The lobbyist subsequently recanted his triumphant email as "self-aggrandizing" and "very boastful."
The details are revealed in a report by federal ethics commissioner Mary Dawson, who concluded Thursday that Raitt broke no rules.
But Dawson suggested new "guidelines" are needed to stop lobbyists and stakeholders from raising funds for cabinet ministers whose services they require.
"This doesn't pass the smell test," said New Democrat MP Olivia Chow, who lodged one of three complaints against Raitt.
At issue were media reports that the Toronto Port Authority helped promote a fundraiser for Raitt last September that was organized through Michael McSweeney, a lobbyist for the Cement Association of Canada.
Well-connected staffer
Other "findings of fact" in the Dawson report:
- Raitt personally informed Janet MacDonald, her former executive assistant at the Toronto Port Authority, about the fundraiser.
- MacDonald went on to use "two binders of business cards," collected when Raitt was at the port, to put together a mailing list of invitees and send it out using her port authority email.
- Will Stewart, a principal at the Conservative-connected Navigator Ltd. communications and lobbying firm Ensight Canada Inc., sits on the Halton Conservative Association and helped set up the Raitt fundraiser. The lobbyist registry shows he lobbied Raitt or her ministerial staff "several times" in 2008 and 2009.
- After media published details of the event, the riding association refunded 22 of 41 tickets that had been sold, each with a minimum purchase price of $250, "due to sensitivities that had been raised about the fundraiser."
His brother was Raitt's office manager.
The port authority is a federal entity that Raitt previously led and the cement association had been actively lobbying Raitt in her role as natural resources minister.
Dawson's investigation found that McSweeney was enlisted to help sell tickets for the fundraiser by his brother, Colin McSweeney, who managed Raitt's Parliament Hill office at the time.
Colin McSweeney is a well-connected political staffer on Parliament Hill and organizer for the Conservative party in Eastern Ontario.
After helping stage the Sept. 24 event at the same downtown Toronto restaurant that Rahim Jaffer used to meet businessman Nazim Gillani, Michael McSweeney emailed the president and directors of the Cement Association of Canada.
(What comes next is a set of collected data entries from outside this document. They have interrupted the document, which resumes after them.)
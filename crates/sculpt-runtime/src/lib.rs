//! SCULPT Runtime - Session orchestration
//!
//! This crate ties the pipeline together:
//! 1. Configuration file (JSON, humantime durations)
//! 2. Tracing subscriber setup
//! 3. Per-object session registry
//! 4. Session context: capture, reconstruct, edit, render, export

pub mod config;
pub mod telemetry;
pub mod registry;
pub mod session;

pub use config::*;
pub use telemetry::*;
pub use registry::*;
pub use session::*;
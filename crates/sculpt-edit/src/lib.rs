//! SCULPT Edit - Natural-language model editing
//!
//! This crate implements the edit loop:
//! - Command normalization and target resolution
//! - Oracle edit proposals with semantic validation
//! - No-op detection
//! - Voice commands through a transcription contract

pub mod engine;
pub mod transcribe;

pub use engine::*;
pub use transcribe::*;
"Mr. McSweeney reported that he had just had cocktails with Ms. Raitt and that she was excited about the particular project and wanted to have a personal copy so she could 'see how to push it,' " says Dawson's report.
Project not funded
The email also stated that McSweeney would "give a copy of the application to his brother Colin, who worked for her, to give to her personally."
Raitt, according to the report, had met previously with the cement association about the project, which was "ineligible" for the $200-million Clean Energy Fund. But she suggested it "might qualify as a pilot project."
Dawson found that Raitt received no report and that the project was not funded.
Michael McSweeney subsequently told the ethics watchdog that he "very much regretted and was ashamed of having sent that email, which he described as 'self-aggrandizing' and 'very boastful,' and said he was just trying to make himself look good."
The retraction parallels that of embattled businessman Gillani, who emailed associates after a Toronto meeting with former Conservative MP Rahim Jaffer to say: "Mr. Jaffer has opened up the Prime Minister's Office to us."
When the email became public, Gillani recanted by saying he'd been "overly enthusiastic."